Instructions to follow
Type the entries out once more. Match them exactly.

Extracted records
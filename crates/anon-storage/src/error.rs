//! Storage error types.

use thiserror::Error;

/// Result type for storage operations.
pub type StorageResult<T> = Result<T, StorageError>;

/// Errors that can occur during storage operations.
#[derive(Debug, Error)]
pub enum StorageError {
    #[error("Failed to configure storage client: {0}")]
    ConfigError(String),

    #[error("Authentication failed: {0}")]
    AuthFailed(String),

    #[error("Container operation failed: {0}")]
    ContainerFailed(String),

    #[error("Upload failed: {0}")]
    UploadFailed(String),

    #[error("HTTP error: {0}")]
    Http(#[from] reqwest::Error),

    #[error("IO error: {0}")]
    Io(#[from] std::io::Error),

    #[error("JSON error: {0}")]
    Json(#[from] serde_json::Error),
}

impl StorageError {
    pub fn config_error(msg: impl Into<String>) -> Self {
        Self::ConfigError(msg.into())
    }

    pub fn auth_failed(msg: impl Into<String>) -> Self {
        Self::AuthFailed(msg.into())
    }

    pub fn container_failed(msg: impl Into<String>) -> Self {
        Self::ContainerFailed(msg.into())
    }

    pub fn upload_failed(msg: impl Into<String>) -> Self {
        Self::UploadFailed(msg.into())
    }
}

Reply
filename crates/anon-storage/src/error.rs
//! Storage error types.

use thiserror::Error;

/// Result type for storage operations.
pub type StorageResult<T> = Result<T, StorageError>;

/// Errors that can occur during storage operations.
#[derive(Debug, Error)]
pub enum StorageError {
    #[error("Failed to configure storage client: {0}")]
    ConfigError(String),

    #[error("Authentication failed: {0}")]
    AuthFailed(String),

    #[error("Container operation failed: {0}")]
    ContainerFailed(String),

    #[error("Upload failed: {0}")]
    UploadFailed(String),

    #[error("HTTP error: {0}")]
    Http(#[from] reqwest::Error),

    #[error("IO error: {0}")]
    Io(#[from] std::io::Error),

    #[error("JSON error: {0}")]
    Json(#[from] serde_json::Error),
}

impl StorageError {
    pub fn config_error(msg: impl Into<String>) -> Self {
        Self::ConfigError(msg.into())
    }

    pub fn auth_failed(msg: impl Into<String>) -> Self {
        Self::AuthFailed(msg.into())
    }

    pub fn container_failed(msg: impl Into<String>) -> Self {
        Self::ContainerFailed(msg.into())
    }

    pub fn upload_failed(msg: impl Into<String>) -> Self {
        Self::UploadFailed(msg.into())
    }
}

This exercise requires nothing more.